Sunday June 2 -- Anxiety and Insight
I was worried sick about this morning. I had been booked about 6 weeks earlier to lead worship for Springbank United Church this morning. This was the original due date the vet had given me and in light of that I had asked if there was anyway I could switch Sunday's with someone; it turned out to be impractical. They offered to ask someone else but I won't make that kind of commitment and then break it for any reason. I had even arranged for my mother-in-law, who used to breed toy poodles, to come in and be with Cocoa as a dog-sitter if the puppies hadn't arrived yet or had just arrived.
We decided that having a dog-sitter for four hours that day wasn't necessary in light of how well everyone was doing but as I left I was pretty anxious; this would be the first time Cocoa had been left alone for more than 1/2 hour.

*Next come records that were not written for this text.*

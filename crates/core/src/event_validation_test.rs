use chrono::{Duration, TimeZone, Utc};

use crate::error::ValidationError;
use crate::event::{EventKind, TelemetryEvent};
use crate::flags::DerivedFlags;
use crate::health::PlaybackPhase;

fn base_event(kind: EventKind) -> TelemetryEvent {
    TelemetryEvent {
        stream_id: "test_stream".to_string(),
        timestamp: Utc.with_ymd_and_hms(2026, 2, 8, 23, 30, 0).unwrap(),
        sequence_id: 7,
        event_kind: kind,
        signal_payload: None,
        latency_ms: 200.0,
    }
}

#[test]
fn valid_event_passes() {
    let event = base_event(EventKind::ContentPlaying);
    assert!(event.validate(None).is_ok());
}

#[test]
fn rejects_negative_latency() {
    let mut event = base_event(EventKind::ContentPlaying);
    event.latency_ms = -1.0;
    assert_eq!(
        event.validate(None),
        Err(ValidationError::NegativeLatency(-1.0))
    );
}

#[test]
fn rejects_non_finite_latency() {
    let mut event = base_event(EventKind::AdPlaying);
    event.latency_ms = f64::NAN;
    assert!(matches!(
        event.validate(None),
        Err(ValidationError::NonFiniteLatency(_))
    ));

    event.latency_ms = f64::INFINITY;
    assert!(matches!(
        event.validate(None),
        Err(ValidationError::NonFiniteLatency(_))
    ));
}

#[test]
fn rejects_payload_outside_trigger() {
    let mut event = base_event(EventKind::AdPlaying);
    event.signal_payload = Some("0xFC30DEADBEEF".to_string());
    assert_eq!(
        event.validate(None),
        Err(ValidationError::PayloadOutsideTrigger(EventKind::AdPlaying))
    );
}

#[test]
fn trigger_may_carry_payload_or_not() {
    let mut event = base_event(EventKind::Scte35Trigger);
    assert!(event.validate(None).is_ok());

    event.signal_payload = Some("0xFC30A1B2C3D4".to_string());
    assert!(event.validate(None).is_ok());
}

#[test]
fn rejects_timestamp_regression() {
    let event = base_event(EventKind::ContentPlaying);
    let later = event.timestamp + Duration::seconds(10);
    assert!(matches!(
        event.validate(Some(later)),
        Err(ValidationError::TimestampRegression { .. })
    ));

    // equal timestamps are allowed, only strict regression is rejected
    assert!(event.validate(Some(event.timestamp)).is_ok());
}

#[test]
fn kind_serializes_snake_case() {
    assert_eq!(
        serde_json::to_string(&EventKind::Scte35Trigger).unwrap(),
        "\"scte35_trigger\""
    );
    assert_eq!(
        serde_json::to_string(&EventKind::ContentPlaying).unwrap(),
        "\"content_playing\""
    );
    assert_eq!(EventKind::AdComplete.as_str(), "ad_complete");
}

#[test]
fn ad_family_membership() {
    assert!(EventKind::AdPlaying.is_ad_family());
    assert!(EventKind::AdComplete.is_ad_family());
    assert!(EventKind::Scte35Trigger.is_ad_family());
    assert!(!EventKind::ContentPlaying.is_ad_family());

    assert_eq!(
        PlaybackPhase::from_kind(EventKind::Scte35Trigger),
        PlaybackPhase::AdBreak
    );
    assert_eq!(
        PlaybackPhase::from_kind(EventKind::ContentPlaying),
        PlaybackPhase::Content
    );
}

#[test]
fn buffering_flag_boundary() {
    let mut event = base_event(EventKind::AdPlaying);

    event.latency_ms = 999.99;
    assert!(!DerivedFlags::compute(&event, None).buffering);

    event.latency_ms = 1000.0;
    assert!(DerivedFlags::compute(&event, None).buffering);

    // same latency on a content tick never counts as buffering
    event.event_kind = EventKind::ContentPlaying;
    assert!(!DerivedFlags::compute(&event, None).buffering);
}

#[test]
fn lost_packet_flag_against_previous_sequence() {
    let event = base_event(EventKind::ContentPlaying);

    assert!(!DerivedFlags::compute(&event, None).lost_packet);
    assert!(!DerivedFlags::compute(&event, Some(6)).lost_packet);
    assert!(DerivedFlags::compute(&event, Some(5)).lost_packet);
    assert!(DerivedFlags::compute(&event, Some(7)).lost_packet);
}

#[test]
fn signal_failure_flag_requires_trigger_without_payload() {
    let mut event = base_event(EventKind::Scte35Trigger);
    assert!(DerivedFlags::compute(&event, None).signal_failure);

    event.signal_payload = Some("0xFC3000000000".to_string());
    assert!(!DerivedFlags::compute(&event, None).signal_failure);

    let content = base_event(EventKind::ContentPlaying);
    assert!(!DerivedFlags::compute(&content, None).signal_failure);
}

My sermon was about the power of gratitude and I have to tell you I was feeling a lot of it; no more puppies had been lost and Cocoa was becoming better and better at this mom gig. Cocoa is also eating more food than the last couple of days and looking less and less like she's starving; she lost a lot of weight during the birthing process -- I suspect she was as much as five pounds less than her pre-pregnancy weight after the puppies had all been born.

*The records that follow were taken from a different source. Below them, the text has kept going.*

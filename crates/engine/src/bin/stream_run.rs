//! stream_run - drive one simulated QoE session from the terminal.
//!
//! Stands in for the dashboard layer: one JSON line per tick on stdout and a
//! final session snapshot when the loop ends. Logs go to stderr. Configured
//! through environment variables:
//!
//! - `QOE_STREAM_ID`  stream identifier
//! - `QOE_SEED`       random seed (default 42)
//! - `QOE_TICKS`      stop after this many ticks (default: run until Ctrl-C)
//! - `QOE_TICK_MS`    tick period in milliseconds (default 2000)
//! - `QOE_CHAOS`      true/false, failure injection (default true)

use std::env;
use std::str::FromStr;
use std::sync::Arc;
use std::time::Duration;

use qoe_core::SessionConfig;
use qoe_engine::{SessionRunner, StreamSession, TickReport, TickSink};
use tracing::{error, info};
use tracing_subscriber::EnvFilter;

/// Prints one JSON line per tick, the contract the excluded presentation
/// layer consumes.
struct JsonLineSink;

impl TickSink for JsonLineSink {
    fn send(&self, report: &TickReport) -> Result<(), String> {
        let line = serde_json::to_string(report).map_err(|e| e.to_string())?;
        println!("{line}");
        Ok(())
    }

    fn flush(&self) -> Result<(), String> {
        Ok(())
    }
}

fn env_parse<T: FromStr>(key: &str) -> Option<T> {
    env::var(key).ok().and_then(|v| v.parse().ok())
}

#[tokio::main]
async fn main() {
    tracing_subscriber::fmt()
        .with_env_filter(
            EnvFilter::try_from_default_env().unwrap_or_else(|_| EnvFilter::new("info")),
        )
        .with_writer(std::io::stderr)
        .init();

    let mut config = SessionConfig::default();
    if let Ok(stream_id) = env::var("QOE_STREAM_ID") {
        config.stream_id = stream_id;
    }
    if let Some(seed) = env_parse::<u64>("QOE_SEED") {
        config.seed = seed;
    }
    if let Some(chaos) = env_parse::<bool>("QOE_CHAOS") {
        config.chaos_mode = chaos;
    }
    if let Some(tick_ms) = env_parse::<u64>("QOE_TICK_MS") {
        config.tick_period = Duration::from_millis(tick_ms);
    }
    let max_ticks = env_parse::<u64>("QOE_TICKS");

    info!(
        stream = %config.stream_id,
        seed = config.seed,
        chaos = config.chaos_mode,
        tick_ms = config.tick_period.as_millis() as u64,
        ticks = max_ticks,
        "starting session"
    );

    let session = StreamSession::new(config);
    let (runner, handle) = SessionRunner::start(session, vec![Arc::new(JsonLineSink)], max_ticks);

    tokio::spawn(async move {
        if tokio::signal::ctrl_c().await.is_ok() {
            info!("stop requested");
            runner.stop();
        }
    });

    match handle.await {
        Ok(snapshot) => {
            info!(
                viewers = snapshot.live_viewers,
                revenue_at_risk = snapshot.revenue_at_risk,
                health = snapshot.alert.state.as_str(),
                window = snapshot.entries.len(),
                "session complete"
            );
            match serde_json::to_string(&snapshot) {
                Ok(line) => println!("{line}"),
                Err(e) => error!(error = %e, "snapshot serialization failed"),
            }
        }
        Err(e) => error!(error = %e, "session task failed"),
    }
}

It turned out that I had nothing to worry about. When I got home everyone was fine and I spent the afternoon cat napping to try and catch up on my sleep. I realized we'd have to figure out what was bothering Cocoa at night so much or it might be weeks before I'd get a decent sleep. That evening we discussed it and we decided that maybe it was just that the whelping box was downstairs in the kitchen while we were upstairs sleeping. Cocoa normally sleeps in our room on a dog bed beside our bed. It will be interesting to see if that makes any difference.